I love the visual confusion of this image. It looks like a waterfall. My eyes go straight down, and wander all around caught by the other light colored, watery shapes. It looks like a fiber collage!

Jackie said...

I am confused. Usually the source of the image doesn't matter much, but my confusion pushes me to decode this one. I think it's inverted and a reflection. I am, alas, not much taken with it, but I do enjoy the values--the darkness overcoming the center and the water(?) cutting through it with a glow. I also appreciate the luminous spring green against the dark and near the water. Will you please interpret this image? Just for our curiosity?

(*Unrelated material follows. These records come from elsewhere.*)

impl Ac3BitStreamInfo {
    pub fn read(
        reader: &mut BsIoSliceReader,
        warnings: &mut Ac3WarningFlags,
    ) -> Result<Self> {
        let mut bsi = Self {
            bsid: reader.get_n(5)?,
            ..Default::default()
        };

        if bsi.bsid > 8 {
            bail!(Ac3Error::UnsupportedBsid(bsi.bsid));
        }

        bsi.bsmod = reader.get_n(3)?;
        bsi.acmod = reader.get_n(3)?;

        if three_front_channels(bsi.acmod) {
            reader.skip_n(2)?; // cmixlev
        }

        if surround_present(bsi.acmod) {
            reader.skip_n(2)?; // surmixlev
        }

        if bsi.acmod == ACMOD_STEREO {
            bsi.dsurmod = reader.get_n(2)?;
            if bsi.dsurmod == 0x3 && !warnings.reserved_dsurmod {
                warn!("Reserved dsurmod value in use, interpreted as not indicated");
                warnings.reserved_dsurmod = true;
            }
        }

        bsi.lfeon = reader.get()?;
        bsi.nb_channels = nb_channels(bsi.acmod, bsi.lfeon);
        bsi.dialnorm = reader.get_n(5)?;

        // compre
        if reader.get()? {
            reader.skip_n(8)?; // compr
        }

        // langcode
        if reader.get()? {
            reader.skip_n(8)?; // langcod
            if !warnings.deprecated_langcod {
                warn!("Deprecated langcod field in use");
                warnings.deprecated_langcod = true;
            }
        }

        // audprodie
        if reader.get()? {
            reader.skip_n(7)?; // mixlevel, roomtyp
        }

        if bsi.acmod == ACMOD_DUAL_MONO {
            Self::read_dual_mono(reader)?;
        }

        reader.skip_n(2)?; // copyrightb, origbs

        if bsi.bsid == 0x6 {
            // Alternate bit stream syntax.
            // xbsi1e
            if reader.get()? {
                reader.skip_n(14)?; // dmixmod + Lt/Rt + Lo/Ro mix levels
            }
            // xbsi2e
            if reader.get()? {
                reader.skip_n(14)?; // dsurexmod, dheadphonmod, adconvtyp...
            }
        } else {
            // timecod1e
            if reader.get()? {
                reader.skip_n(16)?;
            }
            // timecod2e
            if reader.get()? {
                reader.skip_n(16)?;
            }
        }

        // addbsie
        if reader.get()? {
            bsi.addbsi = Addbsi::read(reader)?;
        }

        reader.byte_align()?;

        Ok(bsi)
    }

    fn read_dual_mono(reader: &mut BsIoSliceReader) -> Result<()> {
        reader.skip_n(5)?; // dialnorm2
        if reader.get()? {
            reader.skip_n(8)?; // compr2
        }
        if reader.get()? {
            reader.skip_n(8)?; // langcod2
        }
        if reader.get()? {
            reader.skip_n(7)?; // mixlevel2, roomtyp2
        }
        Ok(())
    }

    pub fn check_bdav_compliance(&self) -> Result<()> {
        if self.acmod == ACMOD_DUAL_MONO {
            bail!(Ac3Error::DualMonoForbidden);
        }
        Ok(())
    }

    /// Frame parameters that must stay constant across the stream.
    pub fn check_constant(&self, reference: &Self) -> Result<()> {
        let field = if self.bsid != reference.bsid {
            Some("bsid")
        } else if self.bsmod != reference.bsmod {
            Some("bsmod")
        } else if self.acmod != reference.acmod {
            Some("acmod")
        } else if self.lfeon != reference.lfeon {
            Some("lfeon")
        } else {
            None
        };

        match field {
            Some(field) => Err(anyhow!(Ac3Error::NonCompliantChange { field })),
            None => Ok(()),
        }
    }
}

/// Decoded E-AC-3 `bsi()` (`bsid == 16`).
#[derive(Clone, Copy, Debug, Default)]
pub struct Eac3BitStreamInfo {
    pub strmtyp: u8,
    pub substreamid: u8,
    pub frmsiz: u16,
    pub fscod: u8,
    pub fscod2: u8,
    pub numblkscod: u8,
    pub acmod: u8,
    pub lfeon: bool,
    pub bsid: u8,
    pub dialnorm: u8,
    pub chanmap: Option<u16>,
    pub bsmod: u8,
    pub addbsi: Addbsi,

    pub nb_blocks: u32,
    pub nb_channels: u32,
    /// Frame size in bytes.
    pub frame_size: u32,
}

Thank you for stirring up the pot a bit with something quite different!

Louise said...

I believe it's an intentially double exposure and in one there is movement (not sure how the camera captures those images - rapid shutterspeed perhaps?)

Fay's Fun said...

For me, this is a beautiful, interesting, almost compelling, balanced and yes, peaceful photo. Once the brain was satisfied with the "one click to the left and very low aspect", it was perfectly happy just to dwell in the dark water and admire the texture and tones of the green ferns and the drying grass. thanks :-]]

Jane Dunnewold said...

It's another reflection shot - taken through glass at the San Diego Zoo. If it is at all comforting, when I rotated it, I wasn't even sure which side was the real side and which was the reflection, But no double exposure or anything fancy - just the basic shot on my simple digital camera!

November 20, 2008

November 20, 2008

November 20, 2008

How does color set a mood? The soft gray and white of the carpet, the cat Marshall, and the sunlit window contribute to to the sense of calm repose. What does blue mean to you or me? We all have symbolic associations for colors; some based on personal experience and some instilled culturally. 

The cobalt blue of the vase provides a point and counterpoint to the composition, in addition to providing elements that balance.
Keeping the cat in the lower third of the composition weights the image and is another visual door into the picture world.

November 19, 2008

November 19, 2008

November 19, 2008

This picture tells several stories. It references the human desire to order the world around us - the lettering on the wall establishes the alley as a No Parking zone, and the broken glass-  jutting out at the top - is another message of fear and frailty. Whoever lives behind this wall wants to be left alone.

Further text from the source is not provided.